Cooking for a Crowd Recipes
Taco Salad
Yield: 40 to 50 servings
Ingredients
- 3 pounds ground beef or
- 3 envelopes taco seasoning mix or 6 tablespoons homemade Taco Seasoning
- 5 heads lettuce, shredded
- 3 cups (12 ounces) shredded Cheddar cheese
- 3 cups chopped tomato
- 2 cups chopped onion
- 3 (4 1/4 ounce) cans chopped or sliced ripe olives, drained
- 2 (15 ounce) cans ranch or chili beans, drained
- 1 (16 ounce) bag corn chips
- 1 (16 ounce) Catalina salad dressing
- 1 (16 ounce) container sour cream
- 1 (12 ounce) jar salsa
Instructions
- Brown beef; drain. add taco seasoning and prepare according to package directions. Cool.

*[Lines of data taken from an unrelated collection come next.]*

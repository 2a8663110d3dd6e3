//! Prep-time indicator layer.
//!
//! Indicators are computed once over their timeframe's feed and stored as
//! dense columns; the hot loop only ever reads them by index. The registry
//! defines, per kind, the accepted parameters, the input series, the output
//! names and a warmup formula (a pure function of the parameters).

pub mod math;

use crate::error::{PerpLabError, Result};
use crate::feed::Feed;
use crate::params::{ParamReader, Params};
use serde::{Deserialize, Serialize};
use std::fmt;

/// Registered indicator kinds.
#[derive(Debug, Clone, Copy, PartialEq, Eq, Serialize, Deserialize)]
#[serde(rename_all = "snake_case")]
pub enum IndicatorKind {
    Sma,
    Ema,
    Rsi,
    Atr,
    Macd,
    Bbands,
    Stoch,
    Highest,
    Lowest,
    Vwap,
}

impl IndicatorKind {
    /// Parse a declaration's kind string. Unknown kinds are a configuration
    /// error raised before any bar is processed.
    pub fn parse(s: &str) -> Result<Self> {
        match s {
            "sma" => Ok(IndicatorKind::Sma),
            "ema" => Ok(IndicatorKind::Ema),
            "rsi" => Ok(IndicatorKind::Rsi),
            "atr" => Ok(IndicatorKind::Atr),
            "macd" => Ok(IndicatorKind::Macd),
            "bbands" => Ok(IndicatorKind::Bbands),
            "stoch" => Ok(IndicatorKind::Stoch),
            "highest" => Ok(IndicatorKind::Highest),
            "lowest" => Ok(IndicatorKind::Lowest),
            "vwap" => Ok(IndicatorKind::Vwap),
            other => Err(PerpLabError::Config(format!(
                "unknown indicator kind '{other}'"
            ))),
        }
    }

    pub fn as_str(&self) -> &'static str {
        match self {
            IndicatorKind::Sma => "sma",
            IndicatorKind::Ema => "ema",
            IndicatorKind::Rsi => "rsi",
            IndicatorKind::Atr => "atr",
            IndicatorKind::Macd => "macd",
            IndicatorKind::Bbands => "bbands",
            IndicatorKind::Stoch => "stoch",
            IndicatorKind::Highest => "highest",
            IndicatorKind::Lowest => "lowest",
            IndicatorKind::Vwap => "vwap",
        }
    }

    /// Output field names. Single-output kinds expose one unnamed column
    /// stored under the declaration key itself.
    pub fn outputs(&self) -> &'static [&'static str] {
        match self {
            IndicatorKind::Macd => &["macd", "signal", "histogram"],
            IndicatorKind::Bbands => &["upper", "middle", "lower"],
            IndicatorKind::Stoch => &["k", "d"],
            _ => &[],
        }
    }

    pub fn is_multi_output(&self) -> bool {
        !self.outputs().is_empty()
    }

    /// True when the kind consumes full OHLCV bars rather than one series.
    pub fn requires_ohlcv(&self) -> bool {
        matches!(
            self,
            IndicatorKind::Atr | IndicatorKind::Stoch | IndicatorKind::Vwap
        )
    }

    fn accepted_params(&self) -> &'static [&'static str] {
        match self {
            IndicatorKind::Sma
            | IndicatorKind::Ema
            | IndicatorKind::Rsi
            | IndicatorKind::Highest
            | IndicatorKind::Lowest
            | IndicatorKind::Vwap => &["period"],
            IndicatorKind::Atr => &["period", "method"],
            IndicatorKind::Macd => &["fast", "slow", "signal"],
            IndicatorKind::Bbands => &["period", "std_mult"],
            IndicatorKind::Stoch => &["k_period", "k_smooth", "d_period"],
        }
    }
}

impl fmt::Display for IndicatorKind {
    fn fmt(&self, f: &mut fmt::Formatter<'_>) -> fmt::Result {
        write!(f, "{}", self.as_str())
    }
}

/// The series an indicator reads from its feed.
#[derive(Debug, Clone, Copy, PartialEq, Eq, Serialize, Deserialize, Default)]
#[serde(rename_all = "snake_case")]
pub enum InputSource {
    #[default]
    Close,
    Open,
    High,
    Low,
    Hlc3,
    /// Full OHLCV bars; only valid for kinds that require them.
    Ohlcv,
}

impl InputSource {
    pub fn parse(s: &str) -> Result<Self> {
        match s {
            "close" => Ok(InputSource::Close),
            "open" => Ok(InputSource::Open),
            "high" => Ok(InputSource::High),
            "low" => Ok(InputSource::Low),
            "hlc3" => Ok(InputSource::Hlc3),
            "ohlcv" => Ok(InputSource::Ohlcv),
            other => Err(PerpLabError::Config(format!(
                "unknown indicator input source '{other}'"
            ))),
        }
    }

    pub fn as_str(&self) -> &'static str {
        match self {
            InputSource::Close => "close",
            InputSource::Open => "open",
            InputSource::High => "high",
            InputSource::Low => "low",
            InputSource::Hlc3 => "hlc3",
            InputSource::Ohlcv => "ohlcv",
        }
    }
}

/// A fully validated indicator declaration bound to one feed.
///
/// Resolution checks kind, parameters and input-source compatibility and
/// pins the warmup; anything wrong is a configuration error before the run.
#[derive(Debug, Clone, PartialEq, Serialize)]
pub struct ResolvedIndicator {
    pub key: String,
    pub kind: IndicatorKind,
    pub source: InputSource,
    pub params: Params,
    pub warmup_bars: usize,
}

impl ResolvedIndicator {
    pub fn resolve(
        key: &str,
        kind_str: &str,
        source_str: Option<&str>,
        params: &Params,
    ) -> Result<Self> {
        let kind = IndicatorKind::parse(kind_str)?;
        let reader = ParamReader::new(key, params);
        reader.check_known(kind.accepted_params())?;

        let source = match source_str {
            Some(s) => InputSource::parse(s)?,
            None => {
                if kind.requires_ohlcv() {
                    InputSource::Ohlcv
                } else {
                    InputSource::Close
                }
            }
        };

        if kind.requires_ohlcv() && source != InputSource::Ohlcv {
            return Err(PerpLabError::Config(format!(
                "{key}: indicator kind '{kind}' reads full bars; source '{}' is incompatible",
                source.as_str()
            )));
        }
        if !kind.requires_ohlcv() && source == InputSource::Ohlcv {
            return Err(PerpLabError::Config(format!(
                "{key}: indicator kind '{kind}' reads a single series; declare a price source"
            )));
        }

        let warmup_bars = warmup_bars(kind, &reader)?;

        let resolved = Self {
            key: key.to_string(),
            kind,
            source,
            params: params.clone(),
            warmup_bars,
        };

        let canonical = resolved.canonical_key()?;
        if key != canonical {
            return Err(PerpLabError::Config(format!(
                "feature key '{key}' does not match canonical name '{canonical}'"
            )));
        }

        Ok(resolved)
    }

    /// Canonical column name derived from kind, parameters and source
    /// (e.g. `ema_20`, `macd_12_26_9`, `highest_50_high`).
    pub fn canonical_key(&self) -> Result<String> {
        let r = ParamReader::new(&self.key, &self.params);
        let mut name = match self.kind {
            IndicatorKind::Sma
            | IndicatorKind::Ema
            | IndicatorKind::Rsi
            | IndicatorKind::Highest
            | IndicatorKind::Lowest
            | IndicatorKind::Vwap => {
                format!("{}_{}", self.kind, r.require_usize("period")?)
            }
            IndicatorKind::Atr => {
                let period = r.require_usize("period")?;
                match r.opt_str("method", "wilder")? {
                    "wilder" => format!("atr_{period}"),
                    "sma" => format!("atr_sma_{period}"),
                    other => {
                        return Err(PerpLabError::Config(format!(
                            "{}: unknown atr method '{other}' (expected wilder or sma)",
                            self.key
                        )))
                    }
                }
            }
            IndicatorKind::Macd => format!(
                "macd_{}_{}_{}",
                r.require_usize("fast")?,
                r.require_usize("slow")?,
                r.require_usize("signal")?
            ),
            IndicatorKind::Bbands => {
                let period = r.require_usize("period")?;
                let mult = r.opt_f64("std_mult", 2.0)?;
                if mult == 2.0 {
                    format!("bbands_{period}")
                } else {
                    format!("bbands_{period}_{}", format_mult(mult))
                }
            }
            IndicatorKind::Stoch => format!(
                "stoch_{}_{}_{}",
                r.require_usize("k_period")?,
                r.opt_usize("k_smooth", 1)?,
                r.opt_usize("d_period", 3)?
            ),
        };

        // Non-default single-series sources are part of the name.
        if !self.kind.requires_ohlcv() && self.source != InputSource::Close {
            name.push('_');
            name.push_str(self.source.as_str());
        }

        Ok(name)
    }

    /// Column names this declaration writes into its feed.
    pub fn output_columns(&self) -> Vec<String> {
        if self.kind.is_multi_output() {
            self.kind
                .outputs()
                .iter()
                .map(|field| format!("{}.{field}", self.key))
                .collect()
        } else {
            vec![self.key.clone()]
        }
    }

    /// Compute the indicator over `feed` and attach its columns.
    ///
    /// Returns false when every value inside the post-warmup window is NaN;
    /// that is a soft ready-gate signal for the caller, not an error.
    pub fn compute_into(&self, feed: &mut Feed) -> Result<bool> {
        let r = ParamReader::new(&self.key, &self.params);
        let columns: Vec<(String, Vec<f64>)> = match self.kind {
            IndicatorKind::Sma => {
                let period = r.require_usize("period")?;
                vec![(self.key.clone(), math::sma(&self.series(feed), period))]
            }
            IndicatorKind::Ema => {
                let period = r.require_usize("period")?;
                vec![(self.key.clone(), math::ema(&self.series(feed), period))]
            }
            IndicatorKind::Rsi => {
                let period = r.require_usize("period")?;
                vec![(self.key.clone(), math::rsi(&self.series(feed), period))]
            }
            IndicatorKind::Highest => {
                let period = r.require_usize("period")?;
                vec![(
                    self.key.clone(),
                    math::rolling_max(&self.series(feed), period),
                )]
            }
            IndicatorKind::Lowest => {
                let period = r.require_usize("period")?;
                vec![(
                    self.key.clone(),
                    math::rolling_min(&self.series(feed), period),
                )]
            }
            IndicatorKind::Atr => {
                let period = r.require_usize("period")?;
                let (high, low, close) = ohlc_slices(feed);
                let values = match r.opt_str("method", "wilder")? {
                    "sma" => math::atr_sma(&high, &low, &close, period),
                    _ => math::atr_wilder(&high, &low, &close, period),
                };
                vec![(self.key.clone(), values)]
            }
            IndicatorKind::Vwap => {
                let period = r.require_usize("period")?;
                let (high, low, close) = ohlc_slices(feed);
                let volume: Vec<f64> = (0..feed.len()).map(|i| feed.volume(i)).collect();
                vec![(
                    self.key.clone(),
                    math::rolling_vwap(&high, &low, &close, &volume, period),
                )]
            }
            IndicatorKind::Macd => {
                let (line, signal, hist) = math::macd(
                    &self.series(feed),
                    r.require_usize("fast")?,
                    r.require_usize("slow")?,
                    r.require_usize("signal")?,
                );
                vec![
                    (format!("{}.macd", self.key), line),
                    (format!("{}.signal", self.key), signal),
                    (format!("{}.histogram", self.key), hist),
                ]
            }
            IndicatorKind::Bbands => {
                let (upper, middle, lower) = math::bollinger(
                    &self.series(feed),
                    r.require_usize("period")?,
                    r.opt_f64("std_mult", 2.0)?,
                );
                vec![
                    (format!("{}.upper", self.key), upper),
                    (format!("{}.middle", self.key), middle),
                    (format!("{}.lower", self.key), lower),
                ]
            }
            IndicatorKind::Stoch => {
                let (high, low, close) = ohlc_slices(feed);
                let (k, d) = math::stochastic(
                    &high,
                    &low,
                    &close,
                    r.require_usize("k_period")?,
                    r.opt_usize("k_smooth", 1)?,
                    r.opt_usize("d_period", 3)?,
                );
                vec![(format!("{}.k", self.key), k), (format!("{}.d", self.key), d)]
            }
        };

        let mut any_finite = false;
        for (name, values) in columns {
            if values[self.warmup_bars.min(values.len().saturating_sub(1))..]
                .iter()
                .any(|v| v.is_finite())
            {
                any_finite = true;
            }
            feed.set_indicator(name, values)?;
        }

        if !any_finite {
            tracing::warn!(key = %self.key, "indicator is all-NaN past warmup; ready gate stays closed");
        }
        Ok(any_finite)
    }

    fn series(&self, feed: &Feed) -> Vec<f64> {
        let n = feed.len();
        match self.source {
            InputSource::Close | InputSource::Ohlcv => (0..n).map(|i| feed.close(i)).collect(),
            InputSource::Open => (0..n).map(|i| feed.open(i)).collect(),
            InputSource::High => (0..n).map(|i| feed.high(i)).collect(),
            InputSource::Low => (0..n).map(|i| feed.low(i)).collect(),
            InputSource::Hlc3 => (0..n)
                .map(|i| (feed.high(i) + feed.low(i) + feed.close(i)) / 3.0)
                .collect(),
        }
    }
}

fn ohlc_slices(feed: &Feed) -> (Vec<f64>, Vec<f64>, Vec<f64>) {
    let n = feed.len();
    (
        (0..n).map(|i| feed.high(i)).collect(),
        (0..n).map(|i| feed.low(i)).collect(),
        (0..n).map(|i| feed.close(i)).collect(),
    )
}

/// Warmup bar count for a kind given its parameters.
fn warmup_bars(kind: IndicatorKind, r: &ParamReader<'_>) -> Result<usize> {
    Ok(match kind {
        IndicatorKind::Sma
        | IndicatorKind::Ema
        | IndicatorKind::Bbands
        | IndicatorKind::Highest
        | IndicatorKind::Lowest
        | IndicatorKind::Vwap
        | IndicatorKind::Atr => r.require_usize("period")?,
        IndicatorKind::Rsi => r.require_usize("period")? + 1,
        IndicatorKind::Macd => r.require_usize("slow")? + r.require_usize("signal")? - 1,
        IndicatorKind::Stoch => {
            r.require_usize("k_period")? + r.opt_usize("k_smooth", 1)? + r.opt_usize("d_period", 3)?
                - 2
        }
    })
}

/// Format a float parameter for canonical names without a trailing `.0`.
fn format_mult(v: f64) -> String {
    if v.fract() == 0.0 {
        format!("{}", v as i64)
    } else {
        format!("{v}").replace('.', "p")
    }
}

- Mix together Catalina salad dressing, salsa and sour cream. Refrigerate until ready to serve salad.
- Mix beef, Cheddar cheese, tomato, onion, olives and beans together. Cover and refrigerate.
- Shred lettuce and place in plastic bags.
- Crush corn chips and place in plastic bag.
- To serve, mix together all of the salad ingredients right before serving. You can do half or the amount you need at a time so the salad stays fresh.